David Shoppenagon was a well known Native American figure in the lower peninsula of Michigan in the latter part of the 19th century. Of Ojibwe descent, Shoppenagon was born in the Saginaw Valley in 1809 or 1818 and lived a very long life passing away in 1911. Often referred to as Chief Shoppenagon by the white community, Shoppenagon supposedly never referred to himself as such nor was he known to be a representative of any particular Ojibwe community in Michigan.

Undated studio photo of David Shoppenagon and presumably his wife Irene and one of his daughters. https://michpics.wordpress.com/2007/11/01/grayling-legend-david-shoppenagon/

A historical marker for Shoppogen in Grayling, Michigan, in Crawford County, not far from Frederic Township notes that he settled in the Grayling Michigan area in the 1870s where he trapped, hunted, and served as a well-respected and knowledgeable sportsmen’s guide on the Ausable River and across the lower Peninsula of Michigan.

In later years Shoppenagon appears to have embraced and monetized his local persona even going so far as lending his name and image in full Indian regalia to a local timber company and mill, receiving compensation for his work in promoting their wood products.

The caption attributes the photograph to a glass plate negative originally taken in the late 1860s by Dr. W. Beal, Head of the Botany Department, Michigan Agricultural College. Dr. William J. Beal was one of the earliest botanists at Michigan State University and was the founder of what is now named the Beal Botanical Gardens at MSU, the oldest of its kind in the United States.
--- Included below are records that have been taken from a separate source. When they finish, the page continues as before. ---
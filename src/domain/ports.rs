use crate::domain::model::{CartCommand, CartItem, DiagnosticSnapshot, ProductEntry, WeightEvent};
use crate::utils::error::Result;
use async_trait::async_trait;
use tokio::sync::mpsc::UnboundedSender;

/// 商品位置解析 (planogram)
pub trait CatalogResolver: Send + Sync {
    fn resolve(&self, product: &str, shelf: Option<&str>) -> Option<ProductEntry>;
}

/// 外部購物車。讀取沒有加鎖保護，外部同時修改屬已知風險
pub trait CartStore: Send {
    /// 目前購物車內容，依加入順序
    fn items(&self) -> Vec<CartItem>;

    fn apply(&mut self, command: &CartCommand) -> Result<()>;

    /// 原始感測紀錄，無論是否觸發變更
    fn record_weight_event(&mut self, _event: &WeightEvent) {}

    fn len(&self) -> usize {
        self.items().len()
    }

    fn is_empty(&self) -> bool {
        self.len() == 0
    }

    fn contains_product(&self, product_id: &str) -> bool {
        self.items().iter().any(|item| item.product_id == product_id)
    }

    fn find_product(&self, product_id: &str) -> Option<CartItem> {
        self.items()
            .into_iter()
            .find(|item| item.product_id == product_id)
    }
}

/// 觀測用輸出，實作自行吞掉錯誤
pub trait DiagnosticSink: Send {
    fn record(&mut self, snapshot: &DiagnosticSnapshot);
}

impl<T: DiagnosticSink + ?Sized> DiagnosticSink for Box<T> {
    fn record(&mut self, snapshot: &DiagnosticSnapshot) {
        (**self).record(snapshot)
    }
}

pub trait Clock: Send + Sync {
    /// `YYYY-MM-DD HH:MM:SS`
    fn now_timestamp(&self) -> String;
}

/// 原始資料來源 (序列埠、檔案、stdin)，把讀到的片段推進佇列
#[async_trait]
pub trait ChunkSource: Send {
    /// 讀到 EOF 為止，回傳推送的片段數
    async fn pump(&mut self, sink: UnboundedSender<Vec<u8>>) -> Result<u64>;
}

pub trait ConfigProvider: Send + Sync {
    fn input_path(&self) -> &str;
    fn planogram_path(&self) -> &str;
    fn hex_input(&self) -> bool;
    fn read_chunk_bytes(&self) -> usize;
    fn max_line_bytes(&self) -> Option<usize>;
    fn diagnostics_enabled(&self) -> bool;
    fn diagnostics_path(&self) -> Option<&str>;
}
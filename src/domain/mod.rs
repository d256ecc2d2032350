// Domain layer: sensor/cart models and the ports the stream core talks through.
// Only std/serde here; adapters live under crate::adapters.

pub mod model;
pub mod ports;
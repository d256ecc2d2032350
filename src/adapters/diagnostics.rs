//! Diagnostic sinks. None of them may disturb stream processing, so every
//! failure is logged and swallowed here.

use crate::domain::model::DiagnosticSnapshot;
use crate::domain::ports::DiagnosticSink;
use std::fs::{File, OpenOptions};
use std::io::{BufWriter, Write};
use std::path::Path;
use std::sync::{Arc, Mutex, PoisonError};

/// 不輸出
#[derive(Debug, Default, Clone, Copy)]
pub struct NullDiagnostics;

impl DiagnosticSink for NullDiagnostics {
    fn record(&mut self, _snapshot: &DiagnosticSnapshot) {}
}

/// 以 debug 等級把快照寫進 tracing
#[derive(Debug, Default, Clone, Copy)]
pub struct TracingDiagnostics;

impl DiagnosticSink for TracingDiagnostics {
    fn record(&mut self, snapshot: &DiagnosticSnapshot) {
        match serde_json::to_string(snapshot) {
            Ok(json) => tracing::debug!(target: "shelf_weight::diagnostics", "{}", json),
            Err(e) => tracing::warn!("Failed to serialize diagnostic snapshot: {}", e),
        }
    }
}

/// 一行一筆 JSON 附加到檔案
pub struct JsonLinesDiagnostics {
    writer: BufWriter<File>,
    failed: bool,
}

impl JsonLinesDiagnostics {
    pub fn open<P: AsRef<Path>>(path: P) -> std::io::Result<Self> {
        let file = OpenOptions::new().create(true).append(true).open(path)?;
        Ok(Self {
            writer: BufWriter::new(file),
            failed: false,
        })
    }

    fn write_snapshot(&mut self, snapshot: &DiagnosticSnapshot) -> std::io::Result<()> {
        serde_json::to_writer(&mut self.writer, snapshot)?;
        self.writer.write_all(b"\n")?;
        self.writer.flush()
    }
}

impl DiagnosticSink for JsonLinesDiagnostics {
    fn record(&mut self, snapshot: &DiagnosticSnapshot) {
        if let Err(e) = self.write_snapshot(snapshot) {
            // 只警告一次，避免每行都刷一次
            if !self.failed {
                tracing::warn!("Diagnostic log write failed, continuing without it: {}", e);
                self.failed = true;
            }
        }
    }
}

/// 保存在記憶體，clone 共用
#[derive(Debug, Default, Clone)]
pub struct MemoryDiagnostics {
    snapshots: Arc<Mutex<Vec<DiagnosticSnapshot>>>,
}

impl MemoryDiagnostics {
    pub fn new() -> Self {
        Self::default()
    }

    pub fn snapshots(&self) -> Vec<DiagnosticSnapshot> {
        self.snapshots
            .lock()
            .unwrap_or_else(PoisonError::into_inner)
            .clone()
    }
}

impl DiagnosticSink for MemoryDiagnostics {
    fn record(&mut self, snapshot: &DiagnosticSnapshot) {
        self.snapshots
            .lock()
            .unwrap_or_else(PoisonError::into_inner)
            .push(snapshot.clone());
    }
}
I believe the date on the caption stating the image was taken in the late 1860s is incorrect since Beal was away from Michigan at Harvard University for graduate school in the 1860s and didn’t begin working as a professor at Michigan State until 1871. Moreover, Shoppenagon and his family didn’t move from the Saginaw Bay area to Crawford County until 1876.

It is possible, maybe even probable, that the photos of the Shoppenagon sugar camp were taken in the late 1870s or early 1880s, but for now, the oldest we can confidently say those images are is 1888.

Another early photograph of a Native American maple sugar camp was taken by John Munro Longyear, a well-known land surveyor that worked in the Upper Peninsula of Michigan in the later half of the 19th century. On one visit to the Lac Vieux Desert Ojibwe community he snapped a photograph of the contents of a maple sugaring cache and later preserved the photograph in an album that was dated October 26, 1888.

Photo of maple sugaring cache taken by John M. Longyear and Lac Vieux Desert Ojibwe community. John M. Longyear Library, Marquette, MI.

The Longyear image is an excellent snapshot of the items that were in use and stored from season to season at a Great Lakes Ojibwe sugarbush. One can recognize many iron kettles and pots, snow shoes, birch bark sap pails, reed mats, sheets of rolled-up and reinforced birch bark, and heavier duty sewn birch bark containers.

There are other images in collections and museums that may very well predate the images described here, but a careful investigation and documentation of their source and dating is needed before we should accept any estimate or approximation of the their antiquity. If anyone has a well dated photo of a native American maple sugaring scene as old or older than the images discussed here, please let me know. I would be very happy to share that information on this site.

References

Robert M. Hendershot, “The Legacy of an Ojibwe ‘Lumber Chief’ ” Michigan Historical Review  vol. 29 no. 2 (fall 2003) 40-68.